Some agencies think they can't furnish the therapy at all to Medicare patients. Others think the coverage decision only affects them if they bill Part B, says Debbie Thompson with the Home Care Association of Louisiana.
 
Beware: The truth is somewhere in the middle, experts say. And not knowing the answer can cost you $2,000 per episode.

How to Bill

 
For a visit to count toward the 10-visit therapy threshold or the five-visit LUPA threshold, "you must provide a skilled service that is covered," says attorney Lisa Selman-Holman with Selman-Holman & Associates in Denton, Texas. Thanks to the coverage decision, infrared therapy can't be the covered service that makes the visit count.
 
However, it's highly unlikely that you will furnish a visit that has MIRE therapy as its only skilled service, says PT Roger Herr. "This goes against ... PT education," says Herr, past president of the Home Health Section of the American Physical Therapy Association. "We are taught to [use] modalities as adjunct treatments to supplement the functional and physical mobility of clients."
 
If you furnish any other skilled service along with the infrared therapy, you can bill and count the visit toward the therapy or LUPA threshold. "As long as the visits are about more than the infrared" -- for example, gait training or therapeutic exercises -- "the visits should count," says Krafft, vice president of APTA's Home Health Section.
 
In other words, MIRE "can be provided as an incidental service," Selman-Holman says.
 
Example: Think of infrared therapy like using hot packs, Krafft says. "We cannot bill for hot packs. If we only put one on and removed it and tried to call that a visit, we would be denied," Krafft tells TCI. "We have not abandoned the use of hot packs; rather they are incorporated into the larger plan of care."
 
Don't forget: That means that like other incidental services, infrared therapy will require a doctor's orders, Krafft reminds providers.

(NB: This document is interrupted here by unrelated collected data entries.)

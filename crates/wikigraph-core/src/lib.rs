//! # wikigraph-core
//!
//! The query and analytics logic of WikiGraph - THE LOGIC.
//!
//! WikiGraph serves an encyclopedia-derived property graph (Articles,
//! Communities, REFERS_TO and BELONGS_TO edges) held in an external graph
//! engine. This crate knows how to ask that engine questions and how to make
//! sense of the answers; it never talks to it.
//!
//! ## Layout
//!
//! - [`catalog`] builds parameterized Cypher for lookups, paths,
//!   recommendations, analytics and subgraph export.
//! - [`gds`] builds the native algorithm calls and post-processes their
//!   streams.
//! - [`fallback`] computes degree centrality, stored-partition summaries and
//!   exact Jaccard similarity from plain traversal rows.
//! - [`projection`] names projections and enumerates their lifecycle.
//! - [`shaper`] attaches ranks and timings and assembles reports.
//!
//! ## Architectural Constraints
//!
//! - NO async, NO network dependencies (pure Rust)
//! - Deterministic: identical rows in give identical results out
//! - Caller input reaches the engine only as bound parameters

// =============================================================================
// MODULES
// =============================================================================

pub mod catalog;
pub mod fallback;
pub mod gds;
pub mod primitives;
pub mod projection;
pub mod query;
pub mod shaper;
pub mod types;

// =============================================================================
// RE-EXPORTS: Core Types (from types module)
// =============================================================================

pub use types::{
    Analytics, AnalyticsTotals, ArticleRef, ArticleStats, CommunityStats, Direction, EntityNode,
    PathResult, Properties, RecommendedArticle, Relationship, Strategy, Subgraph, SubgraphEdge,
    WikiGraphError,
};

// =============================================================================
// RE-EXPORTS: Algorithms
// =============================================================================

pub use types::{
    AlgorithmPath, CommunitySize, DetectedCommunity, LouvainOutcome, LouvainParams, LouvainReport,
    PageRankEntry, PageRankOutcome, PageRankParams, PageRankReport, ScoredArticle, SimilarArticle,
    SimilarityParams, SimilarityReport, SourceArticle,
};

pub use projection::{AlgorithmKind, ProjectionName, ProjectionStage};

// =============================================================================
// RE-EXPORTS: Queries
// =============================================================================

pub use query::{CypherQuery, Params, Record, decode, decode_all, decode_first};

Beef Up Documentation to Ward Off Denials

 
Hot spot: And you had better make sure your documentation for the other skilled services offered during the visit is up to snuff, Krafft says.
 
Intermediaries have a big financial incentive to deny therapy visits. "In the current environment, careful attention to the documentation to support the plan of care is critical," Krafft says.
 
Herr hopes agencies won't abandon the use of MIRE just because Medicare doesn't cover it at the moment. Many clinicians have case studies supporting use of the therapy, he tells TCI.
 
And agencies can gather more data to prove the therapy's effectiveness if they continue using the treatment, Herr says. That could help CMS change its mind about coverage down the road.